This year, like so many years previously, there are over a dozen bills before the Hawaii Legislature whose champions promise will end non-compliant vacation rentals.
Against this disheartening backdrop, a Feb. 2 letter to the editor in the Honolulu Star-Advertiser identified the problem (“Vacation rental fight about hotel profits”).
Hoteliers criticize vacation-rental operators for not paying their share of taxes, yet opposed efforts by Airbnb to collect taxes on their behalf, observed letter writer Angela Seng. Of this hotelier behavior, she said, “It’s another indication that this fight against vacation rentals is not about helping our communities, but rather desperate attempts to protect their bottom line.”
Ms. Seng is spot on.
A key cause of Hawaii’s never-ending effort to address so-called “illegal” vacation rentals is that those often driving supposed cure-all legislation are the same ones who would benefit if they could get legislation passed that awarded them an accommodation monopoly.

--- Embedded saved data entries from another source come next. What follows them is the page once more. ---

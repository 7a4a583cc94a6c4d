//! The dispatch engine: a connection whose blocking work runs on a worker thread and
//! whose notifications are delivered on the caller's event loop.
//!
//! Every operation follows the same path:
//!
//! 1. the request is packaged in the calling thread and a [`Deferred`] is created
//! 2. a job is queued on the connection's [`Worker`]; the worker encodes the request,
//!    performs the blocking driver call and decodes the reply
//! 3. the outcome is queued on the [`EventLoop`], where the deferred's callbacks run
//!
//! Nothing blocks the caller, and no user callback ever runs on the worker thread.
//! Operations on one connection reach the driver in submission order and report back
//! in the same order.

use std::{
    fmt,
    panic::{self, AssertUnwindSafe},
};

use tracing::{debug, error, info, trace, warn};

use crate::{
    context::{EventLoop, LoopHandle, Worker},
    convert::{decode_document, encode_batch, encode_document},
    deferred::{Deferred, DeferredValue, DeferredWrite, Settler},
    driver::{Driver, HostSpec},
    error::{DriverError, DriverResult, ReactMongoResult},
    value::Value,
};

/// Callback informed of the outcome of a connection attempt.
pub type ConnectCallback = Box<dyn FnOnce(Result<(), &str>) + Send>;

/// Name given to worker threads unless configured otherwise.
pub const DEFAULT_WORKER_NAME: &str = "reactmongo-worker";

/// Text used when a command reply reports failure without saying why.
const COMMAND_FAILED: &str = "command failed";

/// Failure text delivered when the driver panicked while serving an operation.
pub const OPERATION_ABORTED: &str = "operation aborted: the driver panicked";

/// Asynchronous connection to a database server.
///
/// The driver is moved into a dedicated worker thread and only ever touched there.
/// All callbacks, including the one passed at construction, are delivered through
/// the [`EventLoop`] the connection was created with.
///
/// Write operations decide whether to fetch the server's status when the worker
/// reaches them, by asking the returned [`Deferred`] whether it has a success or
/// failure observer. Register those observers right after issuing the write; a write
/// whose observers arrive after the worker got to it completes without status.
///
/// # Dropping
///
/// Dropping the connection blocks the calling thread until every operation already
/// queued has run against the driver, which for a slow or unreachable server can
/// take as long as the driver's timeouts. Drop it outside latency-sensitive paths.
///
/// # Example
///
/// ```ignore
/// let event_loop = EventLoop::new();
/// let connection = Connection::with_callback(&event_loop, driver, "localhost", |result| {
///     if let Err(error) = result {
///         eprintln!("cannot connect: {error}");
///     }
/// })?;
///
/// connection
///     .insert("shop.orders", Value::map([("item", "book")]))
///     .on_failure(|error| eprintln!("insert failed: {error}"));
///
/// loop {
///     event_loop.run_once(Duration::from_millis(100));
/// }
/// ```
pub struct Connection<D: Driver> {
    worker: Worker<D>,
    master: LoopHandle,
}

impl<D: Driver> Connection<D> {
    /// Creates a connection and queues the attempt to connect to `host`.
    ///
    /// Connection failures are absorbed; later operations fail on their own.
    pub fn new(event_loop: &EventLoop, driver: D, host: &str) -> ReactMongoResult<Self> {
        ConnectionBuilder::new(host).build(event_loop, driver)
    }

    /// Creates a connection and queues the attempt to connect to `host`, reporting the
    /// outcome to `callback` on the event loop.
    pub fn with_callback<F>(
        event_loop: &EventLoop,
        driver: D,
        host: &str,
        callback: F,
    ) -> ReactMongoResult<Self>
    where
        F: FnOnce(Result<(), &str>) + Send + 'static,
    {
        ConnectionBuilder::new(host)
            .on_connect(callback)
            .build(event_loop, driver)
    }

    /// Queues a new connection attempt without observing its outcome.
    pub fn connect(&self, host: &str) {
        self.queue_connect(host, None);
    }

    /// Queues a new connection attempt and reports its outcome to `callback`.
    pub fn connect_with<F>(&self, host: &str, callback: F)
    where
        F: FnOnce(Result<(), &str>) + Send + 'static,
    {
        self.queue_connect(host, Some(Box::new(callback)));
    }

    fn queue_connect(&self, host: &str, callback: Option<ConnectCallback>) {
        let host = host.to_string();
        let master = self.master.clone();

        self.worker.execute(move |driver| {
            let result = HostSpec::parse(&host)
                .map_err(|e| e.to_string())
                .and_then(|address| driver.connect(&address).map_err(|e| e.to_string()));

            match &result {
                Ok(()) => info!(host = %host, "Connected"),
                Err(error) => warn!(host = %host, error = %error, "Connection attempt failed"),
            }

            if let Some(callback) = callback {
                master.execute(move || callback(result.as_ref().map(|_| ()).map_err(String::as_str)));
            }
        });
    }

    /// Checks on the worker whether the link to the server is healthy.
    pub fn is_connected<F>(&self, callback: F)
    where
        F: FnOnce(bool) + Send + 'static,
    {
        let master = self.master.clone();

        self.worker.execute(move |driver| {
            let connected = driver.is_connected();
            master.execute(move || callback(connected));
        });
    }

    /// Queries a `database.collection` namespace.
    ///
    /// On success the payload is always a [`Value::Array`] of the matching documents,
    /// empty when nothing matched.
    pub fn query(&self, collection: &str, filter: impl Into<Value>) -> DeferredValue {
        let filter = filter.into();

        self.dispatch_read("query", collection, move |driver, namespace| {
            Ok(Value::Array(
                driver
                    .query(namespace, encode_document(filter))?
                    .into_iter()
                    .map(decode_document)
                    .collect(),
            ))
        })
    }

    /// Inserts a document, or every element of an array of documents.
    pub fn insert(&self, collection: &str, documents: impl Into<Value>) -> DeferredWrite {
        let documents = documents.into();

        self.dispatch_write("insert", collection, move |driver, namespace| {
            driver.insert(namespace, encode_batch(documents))
        })
    }

    /// Inserts without returning a handle: no status is retrieved and failures are
    /// never reported.
    pub fn insert_detached(&self, collection: &str, documents: impl Into<Value>) {
        let documents = documents.into();

        self.dispatch_detached("insert", collection, move |driver, namespace| {
            driver.insert(namespace, encode_batch(documents))
        });
    }

    /// Updates the documents matching `filter`.
    ///
    /// * `upsert` - insert a document when nothing matches
    /// * `multi` - update every match instead of only the first
    pub fn update(
        &self,
        collection: &str,
        filter: impl Into<Value>,
        document: impl Into<Value>,
        upsert: bool,
        multi: bool,
    ) -> DeferredWrite {
        let (filter, document) = (filter.into(), document.into());

        self.dispatch_write("update", collection, move |driver, namespace| {
            driver.update(
                namespace,
                encode_document(filter),
                encode_document(document),
                upsert,
                multi,
            )
        })
    }

    /// Fire-and-forget variant of [`update`](Connection::update).
    pub fn update_detached(
        &self,
        collection: &str,
        filter: impl Into<Value>,
        document: impl Into<Value>,
        upsert: bool,
        multi: bool,
    ) {
        let (filter, document) = (filter.into(), document.into());

        self.dispatch_detached("update", collection, move |driver, namespace| {
            driver.update(
                namespace,
                encode_document(filter),
                encode_document(document),
                upsert,
                multi,
            )
        });
    }

    /// Removes the documents matching `filter`, or only the first when `limit_to_one`.
    pub fn remove(
        &self,
        collection: &str,
        filter: impl Into<Value>,
        limit_to_one: bool,
    ) -> DeferredWrite {
        let filter = filter.into();

        self.dispatch_write("remove", collection, move |driver, namespace| {
            driver.remove(namespace, encode_document(filter), limit_to_one)
        })
    }

    /// Fire-and-forget variant of [`remove`](Connection::remove).
    pub fn remove_detached(&self, collection: &str, filter: impl Into<Value>, limit_to_one: bool) {
        let filter = filter.into();

        self.dispatch_detached("remove", collection, move |driver, namespace| {
            driver.remove(namespace, encode_document(filter), limit_to_one)
        });
    }

    /// Runs a command against `database`.
    ///
    /// A reply whose `ok` field is absent or falsy settles as a failure carrying the
    /// reply's `error` (or `errmsg`) text.
    pub fn run_command(&self, database: &str, command: impl Into<Value>) -> DeferredValue {
        let command = command.into();

        self.dispatch_read("command", database, move |driver, database| {
            check_command_reply(decode_document(
                driver.run_command(database, encode_document(command))?,
            ))
        })
    }

    fn dispatch_read<F>(&self, operation: &'static str, target: &str, read: F) -> DeferredValue
    where
        F: FnOnce(&mut D, &str) -> DriverResult<Value> + Send + 'static,
    {
        let (deferred, settler) = Deferred::new();
        let target = target.to_string();
        let master = self.master.clone();

        debug!(operation, target = %target, "Dispatching");

        self.worker.execute(move |driver| {
            let outcome = shielded(operation, || read(driver, &target));

            master.execute(move || match outcome {
                Ok(value) => settler.succeed(value),
                Err(error) => settler.fail(&error.to_string()),
            });
        });

        deferred
    }

    fn dispatch_write<F>(&self, operation: &'static str, namespace: &str, write: F) -> DeferredWrite
    where
        F: FnOnce(&mut D, &str) -> DriverResult<()> + Send + 'static,
    {
        let (deferred, settler) = Deferred::new();
        let namespace = namespace.to_string();
        let master = self.master.clone();

        debug!(operation, namespace = %namespace, "Dispatching");

        self.worker.execute(move |driver| {
            let outcome = match shielded(operation, || write(driver, &namespace)) {
                Err(error) => WriteOutcome::Failed(error.to_string()),
                Ok(()) if !settler.requires_status() => {
                    trace!(operation, namespace = %namespace, "No observer, skipping status round-trip");
                    WriteOutcome::Unobserved
                }
                Ok(()) => match shielded(operation, || driver.last_error()) {
                    Ok(None) => WriteOutcome::Succeeded,
                    Ok(Some(error)) => WriteOutcome::Failed(error),
                    Err(error) => WriteOutcome::Failed(error.to_string()),
                },
            };

            master.execute(move || outcome.settle(settler));
        });

        deferred
    }

    fn dispatch_detached<F>(&self, operation: &'static str, namespace: &str, write: F)
    where
        F: FnOnce(&mut D, &str) -> DriverResult<()> + Send + 'static,
    {
        let namespace = namespace.to_string();

        debug!(operation, namespace = %namespace, "Dispatching detached");

        self.worker.execute(move |driver| {
            if let Err(error) = shielded(operation, || write(driver, &namespace)) {
                debug!(operation, namespace = %namespace, %error, "Detached operation failed");
            }
        });
    }
}

impl<D: Driver> fmt::Debug for Connection<D> {
    fn fmt(&self, f: &mut fmt::Formatter<'_>) -> fmt::Result {
        f.debug_struct("Connection")
            .field("worker", &self.worker)
            .finish()
    }
}

enum WriteOutcome {
    Unobserved,
    Succeeded,
    Failed(String),
}

impl WriteOutcome {
    fn settle(self, settler: Settler<()>) {
        match self {
            WriteOutcome::Unobserved => settler.complete(),
            WriteOutcome::Succeeded => settler.succeed(()),
            WriteOutcome::Failed(error) => settler.fail(&error),
        }
    }
}

/// Runs a driver call, turning a panic into a failure so the operation still settles.
fn shielded<T>(operation: &'static str, call: impl FnOnce() -> DriverResult<T>) -> DriverResult<T> {
    panic::catch_unwind(AssertUnwindSafe(call)).unwrap_or_else(|_| {
        error!(operation, "Driver panicked");
        Err(DriverError::Operation(OPERATION_ABORTED.to_string()))
    })
}

/// Turns a command reply with a falsy or missing `ok` into a failure.
fn check_command_reply(reply: Value) -> DriverResult<Value> {
    if reply.get("ok").is_some_and(Value::is_truthy) {
        return Ok(reply);
    }

    Err(DriverError::Command(
        ["error", "errmsg"]
            .iter()
            .find_map(|key| reply.get(key).and_then(Value::as_str))
            .unwrap_or(COMMAND_FAILED)
            .to_string(),
    ))
}

/// Builder for [`Connection`].
pub struct ConnectionBuilder {
    host: String,
    worker_name: String,
    on_connect: Option<ConnectCallback>,
}

impl ConnectionBuilder {
    pub fn new(host: &str) -> Self {
        Self {
            host: host.to_string(),
            worker_name: DEFAULT_WORKER_NAME.to_string(),
            on_connect: None,
        }
    }

    /// Names the worker thread.
    pub fn worker_name(mut self, name: &str) -> Self {
        self.worker_name = name.to_string();
        self
    }

    /// Registers the callback informed of the initial connection attempt.
    pub fn on_connect<F>(mut self, callback: F) -> Self
    where
        F: FnOnce(Result<(), &str>) + Send + 'static,
    {
        self.on_connect = Some(Box::new(callback));
        self
    }

    /// Spawns the worker, moves `driver` into it and queues the connection attempt.
    ///
    /// # Errors
    ///
    /// Returns [`InvalidHost`](crate::error::ReactMongoError::InvalidHost) if the host
    /// string is malformed and [`Spawn`](crate::error::ReactMongoError::Spawn) if the
    /// worker thread cannot be started.
    pub fn build<D: Driver>(self, event_loop: &EventLoop, driver: D) -> ReactMongoResult<Connection<D>> {
        HostSpec::parse(&self.host)?;

        let connection = Connection {
            worker: Worker::spawn(&self.worker_name, driver)?,
            master: event_loop.handle(),
        };
        connection.queue_connect(&self.host, self.on_connect);

        Ok(connection)
    }
}

impl fmt::Debug for ConnectionBuilder {
    fn fmt(&self, f: &mut fmt::Formatter<'_>) -> fmt::Result {
        f.debug_struct("ConnectionBuilder")
            .field("host", &self.host)
            .field("worker_name", &self.worker_name)
            .field("on_connect", &self.on_connect.is_some())
            .finish()
    }
}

First, it was rental agencies who touted bills that would have forced every operator of a vacation rental to hand over management and control of it to a rental agency. Hoteliers responded by driving legislation so draconian they would have ended all vacation rentals.
While battles for a state-sanctioned accommodation monopoly might make for good drama, they get in the way of facts, reliable data and balance. And it’s why, in 2019, we’re exactly where we were years ago. Non-compliant operators continue to operate with impunity.
On Jan. 29, the Star-Advertiser covered a study by Kloninger & Sims Consulting. The study, done for the Hawaii Tourism Authority (HTA), found that hotels provide 54 percent of state accommodation, and vacation rentals now provide more than 16 percent.
The gem in the report was found at page 65, which concluded that “[M]ost of the Individually Advertised Vacation Rental Units were located within the state’s resort areas. It is likely that most of these units have historically been available as visitor units and as such are accounted for in the Visitor Plant Inventory survey.”
On Feb. 4, the newspaper quoted the HTA’s commitment to “support legislative efforts to eliminate illegal vacation rentals.” “Illegal” vacation rentals? When their own report declares that most of Hawaii’s vacation rentals are operating where they’re legal to operate? And with a Hawaii Department of Taxation more than capable at ensuring tax compliance? Think back to Seng’s assertion.
Hoteliers are well represented in the HTA’s governor-appointed board and executive. But with 16 percent of accommodations in the state now provided by vacation rentals, it’s time owners were represented on that board — not rental agencies who have made clear their desire for a monopoly — but owners. Owners who operate compliant vacation rentals and want to see compliance by all.
This kind of modernization by the HTA will bring balance to it, and help temper the self-interest that’s marked its legislative input in recent years, an approach that has stymied legislative efforts to enhance compliance and enforcement by producing bills that are unworkable, violate state or federal law, or are unconstitutional.
In freeing state and county legislators from the distraction caused by this unchecked self-interest, they’ll be able to better target and fund efforts to clarify and enforce requirements for non-compliant operators. They’ll be in a stronger position to pass workable, effective legislation, and to clarify zoning and its enforcement to reduce non-compliant vacation rentals.
It’s time to stop indulging the year-after-year drive by those seeking state-legislated accommodation monopolies.
If the governor can bring balance to the HTA board, and state and county legislators balance the influence of such special interests in shaping their legislative efforts, we may actually see some durable resolution on non-compliant vacation rentals. That’s an outcome that would benefit Hawaii residents, operators of compliant vacation rentals — and, yes, even hoteliers.
Adam Leamy operates a zoning- and tax-compliant vacation rental on Maui.